◆ STUDY MATERIAL
◆ ◆ ◆ ◆
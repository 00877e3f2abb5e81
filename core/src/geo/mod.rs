pub mod bounds;
pub mod projector;

pub use bounds::{bounding_box, GeoBounds};
pub use projector::{
    field_polygon_ring, local_ring_to_lng_lat, local_to_lng_lat, meters_per_deg_lng, LngLat,
    METERS_PER_DEG_LAT,
};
◆ ◆ ◆ ◆
◆ ASSIGNMENT
Would you copy the entire listing exactly, missing nothing?

◆ SOLUTION TO THE EXERCISE
repository 00877e3f2abb5e81
filename core/src/geo/mod.rs
pub mod bounds;
pub mod projector;

pub use bounds::{bounding_box, GeoBounds};
pub use projector::{
    field_polygon_ring, local_ring_to_lng_lat, local_to_lng_lat, meters_per_deg_lng, LngLat,
    METERS_PER_DEG_LAT,
};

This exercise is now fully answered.